The purpose is the general type of metadata the standard is designed to record.
- Data are standards whose purpose is to enclose the resource itself, possibly together with metadata or with added value such as markup.
- Descriptive Metadata standards include information to facilitate the discovery (via search or browse) of resources, or provide contextual information useful in the understanding or interpretation of a resource.
- Metadata Wrappers package together metadata of different forms, or metadata together with the resource itself.
- Preservation Metadata is the information needed to preserve, keep readable, and keep useful a digital or physical resource over time.
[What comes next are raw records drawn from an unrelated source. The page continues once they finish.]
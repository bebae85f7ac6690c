use std::io::{self, Write};

use clap::{Args, CommandFactory};
use eyre::Result;

use super::Cli;

/// Print a completion script for `ensure` and its `mocks` subcommands.
#[derive(Args)]
pub struct CompletionsCommand {
    /// Shell to generate completions for
    shell: clap_complete::Shell,
}

impl CompletionsCommand {
    pub fn run(&self) -> Result<()> {
        self.write_to(&mut io::stdout().lock())
    }

    fn write_to(&self, out: &mut dyn Write) -> Result<()> {
        let mut cmd = Cli::command();
        let name = cmd.get_name().to_string();
        clap_complete::generate(self.shell, &mut cmd, name, out);
        out.flush()?;
        Ok(())
    }
}
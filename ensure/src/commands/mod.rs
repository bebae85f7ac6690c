mod completions;
mod generate;
mod mocks;

use clap::{ArgAction, Parser, Subcommand};
use completions::CompletionsCommand;
use ensure_core::ExitCleanup;
use ensure_manifest::Config;
use eyre::{Context, Result};
use generate::GenerateCommand;
use mocks::MocksCommand;

/// Extension trait for exiting on manifest errors with pretty formatting
pub(crate) trait UnwrapOrExit<T> {
    fn unwrap_or_exit(self) -> T;
}

impl<T> UnwrapOrExit<T> for ensure_manifest::Result<T> {
    fn unwrap_or_exit(self) -> T {
        match self {
            Ok(v) => v,
            Err(e) => {
                eprintln!("ERROR: {:?}", miette::Report::new(*e));
                std::process::exit(1);
            }
        }
    }
}

/// Load the configuration for the current directory.
fn load_config() -> Result<Config> {
    let pwd = std::env::current_dir().wrap_err("failed to read the current directory")?;
    Ok(Config::load(&pwd).unwrap_or_exit())
}

#[derive(Parser)]
#[command(name = "ensure")]
#[command(version)]
#[command(about = "Generate and tidy GoMocks listed in .ensure.toml")]
pub(crate) struct Cli {
    /// Increase log verbosity (-v for info, -vv for debug)
    #[arg(short, long, action = ArgAction::Count, global = true)]
    pub verbose: u8,

    #[command(subcommand)]
    command: Commands,
}

impl Cli {
    pub fn run(&self, exit_cleanup: &ExitCleanup) -> Result<()> {
        match &self.command {
            Commands::Mocks(cmd) => cmd.run(exit_cleanup),
            Commands::Generate(cmd) => cmd.run(exit_cleanup),
            Commands::Completions(cmd) => cmd.run(),
        }
    }
}

#[derive(Subcommand)]
enum Commands {
    /// Commands related to mocks
    Mocks(MocksCommand),

    /// Deprecated, use `ensure mocks generate`
    #[command(hide = true)]
    Generate(GenerateCommand),

    /// Generate shell completions
    Completions(CompletionsCommand),
}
Technical metadata is one type of preservation metadata, but preservation metadata also includes information about actions taken on a resource over time and the actors who take these actions. — e.g., information about conservation of a painting.
- Rights Metadata is the information a human or machine needs to provide appropriate access to a resource, provide appropriate notification and compensation to rights holders, and to inform end users of any use restrictions that may exist.
- Structural Metadata makes connections between different versions of the same resource, makes connections between hierarchical parts of a resource, records necessary sequences of resources, and flags important points within a resource.
- Technical Metadata documents the digital and physical features of a resource necessary to use it and understand when it is necessary to migrate it to a new format.
Riley says she created the map to “assist planners with the selection and implementation of metadata standards.” It’s an awesome starting point, and the map places the standards in the pie slices, depending on their connection to a category. See the diagram PDF, where you can zoom in and see the 105 standards mapped on the pies, and see how standards are interrelated. Riley also made a glossary about each standard.
There are many other metadata standards for the sciences and industry.